- WHAT IS EXPECTED -
If a line in the entries below includes the string "bool", copy it out.

- ENTRIES PROVIDED -
──────

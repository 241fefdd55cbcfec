//! Deferred replies computed on worker threads

use ipc::{Message, MessageFilter, MessageType, ProxySender, ReplyToken};
use parking_lot::Mutex;
use std::sync::atomic::{AtomicUsize, Ordering};
use std::sync::Arc;
use std::thread;

type Handler = dyn Fn(&[u8]) -> Option<Vec<u8>> + Send + Sync;

#[derive(Default)]
struct ReplyCounts {
    sent: AtomicUsize,
    dropped: AtomicUsize,
}

/// Answers one sync message type off the I/O thread.
///
/// The handler gets the request payload on a worker thread and returns the
/// reply payload, or `None` for a reply-error. Replies produced after the
/// channel closed are dropped.
pub struct WorkerReplyFilter {
    message_type: MessageType,
    handler: Arc<Handler>,
    sender: Mutex<Option<ProxySender>>,
    counts: Arc<ReplyCounts>,
}

impl WorkerReplyFilter {
    pub fn new<F>(message_type: MessageType, handler: F) -> Arc<Self>
    where
        F: Fn(&[u8]) -> Option<Vec<u8>> + Send + Sync + 'static,
    {
        Arc::new(Self {
            message_type,
            handler: Arc::new(handler),
            sender: Mutex::new(None),
            counts: Arc::new(ReplyCounts::default()),
        })
    }

    pub fn replies_sent(&self) -> usize {
        self.counts.sent.load(Ordering::Acquire)
    }

    /// Replies discarded because the channel was already closed
    pub fn replies_dropped(&self) -> usize {
        self.counts.dropped.load(Ordering::Acquire)
    }
}

fn build_reply(token: ReplyToken, payload: Option<Vec<u8>>) -> Message {
    match payload {
        Some(bytes) => {
            let mut reply = token.reply();
            reply.set_payload_bytes(bytes);
            reply
        }
        None => token.reply_error(),
    }
}

impl MessageFilter for WorkerReplyFilter {
    fn on_filter_added(&self, sender: ProxySender) {
        *self.sender.lock() = Some(sender);
    }

    fn on_filter_removed(&self) {
        *self.sender.lock() = None;
    }

    fn on_message_received(&self, message: &Message) -> bool {
        if message.message_type() != self.message_type || !message.is_sync() {
            return false;
        }
        let Some(sender) = self.sender.lock().clone() else {
            return false;
        };

        let token = message.reply_token();
        let payload = message.payload().to_vec();
        let handler = self.handler.clone();
        let counts = self.counts.clone();
        let worker_sender = sender.clone();

        let spawned = thread::Builder::new()
            .name("worker-reply".to_string())
            .spawn(move || {
                let reply = build_reply(token, handler(&payload));
                if worker_sender.send(reply) {
                    counts.sent.fetch_add(1, Ordering::AcqRel);
                } else {
                    log::debug!("dropping reply to request {}: channel closed", token.request_id());
                    counts.dropped.fetch_add(1, Ordering::AcqRel);
                }
            });

        if let Err(e) = spawned {
            log::warn!("no worker for request {}: {}", token.request_id(), e);
            sender.send(token.reply_error());
        }
        true
    }
}
//! Per-host callbacks, run on the registry's thread

use ipc::{Message, ProxySender};
use process_launcher::{LaunchError, TerminationInfo};

/// Result of offering a message to a delegate or routed listener
#[derive(Debug, Clone, Copy, PartialEq, Eq)]
pub enum Disposition {
    Handled,
    Unhandled,
    /// The payload was malformed; the child gets killed for it
    BadMessage,
}

/// Owner-specific behavior of one [`crate::ChildProcessHost`]
pub trait ChildProcessHostDelegate {
    /// Asked when the child sends a shutdown request
    fn can_shutdown(&mut self) -> bool {
        true
    }

    fn on_process_launched(&mut self, _pid: i32) {}

    fn on_process_launch_failed(&mut self, _error: &LaunchError) {}

    fn on_channel_connected(&mut self, _peer_pid: i32) {}

    /// Messages no filter, control handler or route claimed
    fn on_message_received(&mut self, _message: &Message, _sender: &ProxySender) -> Disposition {
        Disposition::Unhandled
    }

    fn on_process_crashed(&mut self, _info: &TerminationInfo) {}

    /// Last callback a host makes, whatever the outcome
    fn on_child_disconnected(&mut self, _info: &TerminationInfo) {}
}

/// Delegate that accepts every shutdown and handles nothing
#[derive(Debug, Default)]
pub struct DefaultDelegate;

impl ChildProcessHostDelegate for DefaultDelegate {}

/// Receives messages addressed to one routing id
pub trait RouteListener {
    fn on_message_received(&mut self, message: &Message, sender: &ProxySender) -> Disposition;

    /// The child behind this route is gone
    fn on_process_gone(&mut self, _info: &TerminationInfo) {}
}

──────

- FINISHED TASK -
    fn on_message_received(&self, message: &Message) -> bool {
    fn can_shutdown(&mut self) -> bool {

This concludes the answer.